Writing About Writing: People

When I was a teenager I remember reading somewhere that an author – quite a famous one, I think – had to write. I can remember at the time I cringed. It sounded so precious and so pseudo-sensitive. Then, as the years have rolled by, I’ve found that I too, have to write. I’m not convinced that I have (italics) to, but the urge has grown pretty strong, nonetheless. I think it began back in 1989 when Peter Kemmis-Betty, who was then the Commissioning Editor for Batsford Books asked me to write-up Flag Fen as part of a new series of popular books he was doing in conjunction with English Heritage. That book appeared in 1991 and is still available, although in an up-dated and revised form. While I was writing I found myself heading-off in all sorts of unexpected directions and the manuscript I eventually provided was far too long, and required fairly drastic editing. But I’d had a whale of a time writing it.


Throughout the mid-1990s, my time was totally taken up with the writing-up of two major excavations, first the Neolithic causewayed enclosure at Etton and then Flag Fen itself, which was eventually published in 2001. As soon as I had finished writing the massive Flag Fen volume for English Heritage, the timber circle at Holme-next-the-Sea turned up and this became the focus for a book about the Bronze Age that I had in fact already started. By this time I was in the process of acquiring a Literary Agent, the excellent Bill Hamilton of the old-established firm A.M. Heath and Co. Bill still handles my writing with quiet tact and diplomacy. It was Bill who oversaw my Seahenge book and arranged for it to be published by HarperCollins, for whom I then wrote the four-volume Britain series.


But back in 1997 I had begun to keep an e-diary, which eventually transformed itself into this blog. One day I’ll post a series of its entries (which I quoted in the Seahenge book, incidentally). That diary, and latterly this blog, helped me stay in practice as a writer and made it very much easier to start work on my detective story, The Lifers’ Club, which took me over two years to write and went through no less than twelve separate drafts, before Bill was at all satisfied with the end result. So don’t let anyone tell you that writing fiction is somehow easier than the supposedly factual stuff.

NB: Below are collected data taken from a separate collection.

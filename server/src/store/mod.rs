pub mod batch;
pub mod memory;
pub mod redis_store;

use async_trait::async_trait;
use common::ScoreAttributes;

use crate::error::Result;
pub use batch::{BatchRequest, BatchResponse, Lookup, Reply};
pub use memory::MemoryStore;
pub use redis_store::RedisStore;

/// Ordered index of (value, member) pairs per leaderboard.
///
/// Members are ordered by value descending, ties by member id ascending.
#[async_trait]
pub trait ScoreIndex: Send + Sync {
    /// Replaces any existing value for `member`.
    async fn upsert(&self, leaderboard_id: &str, member: &str, value: f64) -> Result<()>;

    /// 1-based rank, `None` when the member has no entry.
    async fn rank(&self, leaderboard_id: &str, member: &str) -> Result<Option<u64>>;

    /// Members between zero-based offsets `start..=stop` in rank order.
    async fn range_by_rank(&self, leaderboard_id: &str, start: u64, stop: u64)
    -> Result<Vec<String>>;
}

/// Display attributes per (leaderboard, member).
#[async_trait]
pub trait AttributeStore: Send + Sync {
    async fn set_attributes(
        &self,
        leaderboard_id: &str,
        attributes: &ScoreAttributes,
    ) -> Result<()>;

    /// One slot per requested member, `None` when there is no record.
    async fn get_attributes(
        &self,
        leaderboard_id: &str,
        members: &[String],
    ) -> Result<Vec<Option<ScoreAttributes>>>;
}

#[async_trait]
pub trait LeaderboardStore: ScoreIndex + AttributeStore {
    /// Index upsert and attribute set for one member as one logical write.
    async fn write(&self, leaderboard_id: &str, attributes: &ScoreAttributes) -> Result<()> {
        self.upsert(leaderboard_id, &attributes.user_id, attributes.value)
            .await?;
        self.set_attributes(leaderboard_id, attributes).await
    }

    /// Runs every lookup of `batch`, replies in request order.
    async fn execute(&self, batch: &BatchRequest) -> Result<BatchResponse> {
        let leaderboard_id = batch.leaderboard_id();
        let mut replies = Vec::with_capacity(batch.len());
        for lookup in batch.lookups() {
            let reply = match lookup {
                Lookup::Rank(member) => Reply::Rank(self.rank(leaderboard_id, member).await?),
                Lookup::Range { start, stop } => {
                    Reply::Members(self.range_by_rank(leaderboard_id, *start, *stop).await?)
                }
                Lookup::Attributes(member) => {
                    let mut found = self
                        .get_attributes(leaderboard_id, std::slice::from_ref(member))
                        .await?;
                    Reply::Attributes(found.pop().flatten())
                }
            };
            replies.push(reply);
        }
        Ok(BatchResponse::new(replies))
    }
}

/// Leaderboard definitions per (game, app). Creating is an idempotent upsert.
#[async_trait]
pub trait LeaderboardCatalog: Send + Sync {
    async fn save_leaderboard(
        &self,
        game_id: &str,
        app_id: &str,
        leaderboard_id: &str,
        name: &str,
    ) -> Result<()>;

    /// (id, name) pairs sorted by id.
    async fn list_leaderboards(&self, game_id: &str, app_id: &str)
    -> Result<Vec<(String, String)>>;
}
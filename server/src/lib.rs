pub mod config;
pub mod error;
pub mod geo;
pub mod redis_keys;
pub mod redis_utils;
pub mod service;
pub mod store;
pub mod window;

pub use config::LeaderboardConfig;
pub use error::{LeaderboardError, Result};
pub use service::LeaderboardService;
pub use window::{UnrankedPolicy, WindowBuilder, WindowConfig};
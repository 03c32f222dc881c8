use serde::{Deserialize, Serialize};

/// Tenant and player identity attached to requests and entries.
#[derive(Debug, Clone, Default, PartialEq, Eq, Hash, Serialize, Deserialize)]
pub struct Scope {
    pub game_id: String,
    pub app_id: String,
    pub user_id: String,
}

impl Scope {
    pub fn new(
        game_id: impl Into<String>,
        app_id: impl Into<String>,
        user_id: impl Into<String>,
    ) -> Self {
        Self {
            game_id: game_id.into(),
            app_id: app_id.into(),
            user_id: user_id.into(),
        }
    }

    /// Same game and app, different player
    pub fn with_user(&self, user_id: impl Into<String>) -> Self {
        Self {
            game_id: self.game_id.clone(),
            app_id: self.app_id.clone(),
            user_id: user_id.into(),
        }
    }
}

I’m sometimes asked about the people who appear in the book: ‘Is old Mike in it?’ My normal reply is a bit ambiguous: ‘yes, bits of him are…’ Then, depending on age and gender there’s a brief exchange, rich in innuendo,  about which particular bits. In actual fact, of course, whole people never appear, because as soon as they start to act independently, they do so in their own, particular way. To use a cliché, the character takes over; but the trouble is, this isn’t always consistent. Indeed, I had minor characters change their names, age and sex before I learnt the discipline of keeping a detailed cast list, complete with potted biographies.

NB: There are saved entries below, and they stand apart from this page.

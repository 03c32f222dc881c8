use serde::{Deserialize, Serialize};
use std::collections::HashMap;
use thiserror::Error;

use crate::Scope;

/// Display category of an entry inside one response. Never persisted.
#[derive(Debug, Clone, Copy, Default, PartialEq, Eq, Hash, Serialize, Deserialize)]
#[serde(rename_all = "lowercase")]
pub enum ScoreKind {
    Top,
    Me,
    #[default]
    Other,
}

/// One player's entry in one leaderboard.
///
/// `position` and `kind` are derived per read and only meaningful in the
/// response they came from.
#[derive(Debug, Clone, Default, PartialEq, Serialize, Deserialize)]
pub struct Score {
    #[serde(flatten)]
    pub scope: Scope,
    pub leaderboard_id: String,
    pub name: String,
    /// Unix seconds when the player posted the score
    pub timestamp: i64,
    pub value: f64,
    #[serde(rename = "type", default)]
    pub kind: ScoreKind,
    #[serde(default)]
    pub position: u64,
    pub ip: String,
    pub country: String,
}

impl Score {
    pub fn user_id(&self) -> &str {
        &self.scope.user_id
    }

    /// Fields written to the attribute store alongside the index upsert.
    pub fn attributes(&self) -> ScoreAttributes {
        ScoreAttributes {
            user_id: self.scope.user_id.clone(),
            name: self.name.clone(),
            country: self.country.clone(),
            ip: self.ip.clone(),
            timestamp: self.timestamp,
            value: self.value,
        }
    }

    /// Rebuilds an entry from a stored record. The player comes from the
    /// record, game and app from the requesting scope.
    pub fn from_attributes(
        scope: &Scope,
        leaderboard_id: &str,
        attributes: ScoreAttributes,
    ) -> Self {
        Self {
            scope: scope.with_user(attributes.user_id),
            leaderboard_id: leaderboard_id.to_string(),
            name: attributes.name,
            timestamp: attributes.timestamp,
            value: attributes.value,
            kind: ScoreKind::Other,
            position: 0,
            ip: attributes.ip,
            country: attributes.country,
        }
    }
}

#[derive(Debug, Error, PartialEq)]
pub enum AttributeError {
    #[error("score attribute `{0}` is missing")]
    Missing(&'static str),
    #[error("score attribute `{field}` has invalid value `{value}`")]
    Invalid { field: &'static str, value: String },
}

/// Display attributes stored per (leaderboard, member).
#[derive(Debug, Clone, Default, PartialEq, Serialize, Deserialize)]
pub struct ScoreAttributes {
    pub user_id: String,
    pub name: String,
    pub country: String,
    pub ip: String,
    pub timestamp: i64,
    pub value: f64,
}

impl ScoreAttributes {
    /// Flat field list, in the order it is written to a hash.
    pub fn to_fields(&self) -> Vec<(&'static str, String)> {
        vec![
            ("country", self.country.clone()),
            ("ip", self.ip.clone()),
            ("name", self.name.clone()),
            ("timestamp", self.timestamp.to_string()),
            ("value", self.value.to_string()),
            ("user_id", self.user_id.clone()),
        ]
    }

    /// Parses a stored hash. An empty map means "no record" and yields `None`.
    pub fn from_fields(fields: &HashMap<String, String>) -> Result<Option<Self>, AttributeError> {
        if fields.is_empty() {
            return Ok(None);
        }

        let text = |field: &'static str| fields.get(field).cloned().unwrap_or_default();

        let user_id = fields
            .get("user_id")
            .filter(|id| !id.is_empty())
            .cloned()
            .ok_or(AttributeError::Missing("user_id"))?;

        let value_raw = fields.get("value").ok_or(AttributeError::Missing("value"))?;
        let value = value_raw.parse::<f64>().map_err(|_| AttributeError::Invalid {
            field: "value",
            value: value_raw.clone(),
        })?;

        let timestamp_raw = fields
            .get("timestamp")
            .ok_or(AttributeError::Missing("timestamp"))?;
        let timestamp = timestamp_raw.parse::<i64>().map_err(|_| AttributeError::Invalid {
            field: "timestamp",
            value: timestamp_raw.clone(),
        })?;

        Ok(Some(Self {
            user_id,
            name: text("name"),
            country: text("country"),
            ip: text("ip"),
            timestamp,
            value,
        }))
    }
}

#[cfg(test)]
mod tests {
    use super::*;

    fn stored(pairs: &[(&str, &str)]) -> HashMap<String, String> {
        pairs
            .iter()
            .map(|(k, v)| (k.to_string(), v.to_string()))
            .collect()
    }

    #[test]
    fn test_fields_parse_back() {
        let attributes = ScoreAttributes {
            user_id: "u-1".to_string(),
            name: "Alice".to_string(),
            country: "by".to_string(),
            ip: "1.1.1.1".to_string(),
            timestamp: 1_650_000_000,
            value: 101.5,
        };
        let fields: HashMap<String, String> = attributes
            .to_fields()
            .into_iter()
            .map(|(k, v)| (k.to_string(), v))
            .collect();

        assert_eq!(ScoreAttributes::from_fields(&fields).unwrap(), Some(attributes));
    }

    #[test]
    fn test_empty_hash_is_absent() {
        assert_eq!(ScoreAttributes::from_fields(&HashMap::new()).unwrap(), None);
    }

    #[test]
    fn test_optional_text_fields_default_to_empty() {
        let fields = stored(&[("user_id", "u-2"), ("value", "7"), ("timestamp", "0")]);
        let parsed = ScoreAttributes::from_fields(&fields).unwrap().unwrap();
        assert_eq!(parsed.name, "");
        assert_eq!(parsed.country, "");
        assert_eq!(parsed.value, 7.0);
    }

    #[test]
    fn test_bad_numbers_are_reported() {
        let fields = stored(&[("user_id", "u"), ("value", "lots"), ("timestamp", "1")]);
        assert_eq!(
            ScoreAttributes::from_fields(&fields),
            Err(AttributeError::Invalid { field: "value", value: "lots".to_string() })
        );

        let fields = stored(&[("user_id", "u"), ("value", "1")]);
        assert_eq!(
            ScoreAttributes::from_fields(&fields),
            Err(AttributeError::Missing("timestamp"))
        );
    }

    #[test]
    fn test_kind_serializes_lowercase() {
        assert_eq!(serde_json::to_string(&ScoreKind::Top).unwrap(), "\"top\"");
        assert_eq!(serde_json::to_string(&ScoreKind::Me).unwrap(), "\"me\"");
    }

    #[test]
    fn test_score_json_is_flat() {
        let score = Score {
            scope: Scope::new("g", "a", "u"),
            leaderboard_id: "coins".to_string(),
            value: 3.0,
            position: 2,
            kind: ScoreKind::Me,
            ..Default::default()
        };
        let json = serde_json::to_value(&score).unwrap();
        assert_eq!(json["user_id"], "u");
        assert_eq!(json["game_id"], "g");
        assert_eq!(json["type"], "me");
        assert_eq!(json["position"], 2);
    }
}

Everyone who has read early drafts of the book has assumed that my lead character, Alan Cadbury, is based on myself, but some thirty years younger (for what it’s worth, he was born on January 2nd, 1971). He may have been, when I first had the idea, but he’s changed a great deal over the past two years. In fact I don’t carry a very clear picture of him in my head. In that respect he’s rather like my friends in real life, many of whom I’ve known since student days. Do I think of them as they are today, as husbands or wives, fathers, even grand-fathers, and mothers, or as boozy students sozzled on beer, or dope, and lying spark-out on the banks of the River Cam one sultry June afternoon in 1967? Or maybe a cross between all of them (God help us)? In other words, the pictures in my mind reflect the context of the thought, or the memory. And Alan Cadbury was in many places on many occasions and he certainly wasn’t always consistent. In that respect, he has more in common with Rebus than with Sherlock Holmes.


And that’s why I’ve tried to avoid detailed descriptions of him. Readers will discover bits (that word again!) and pieces about him as they read: for example, he has a beard; but then he might decide to shave it off. Who knows? I certainly don’t.


So is that what people mean when they say that characters ‘come alive’? I’ve always found that when I see a film about a book I’ve loved, that the main characters get replaced by the actors’ faces – and then rapidly replace my own pictures, and then equally rapidly die-out altogether. That’s why I won’t re-view pictures like Tom Jones, having re-read Henry Fielding’s magnificent original novel. I don’t know how I’d react if somebody wanted to make a film of The Lifers’ Club. In that highly unlikely event, I think I’d have to be prepared to lose my awkward, obsessive friend, because that’s what he has become, and instead picture the film’s leading actor.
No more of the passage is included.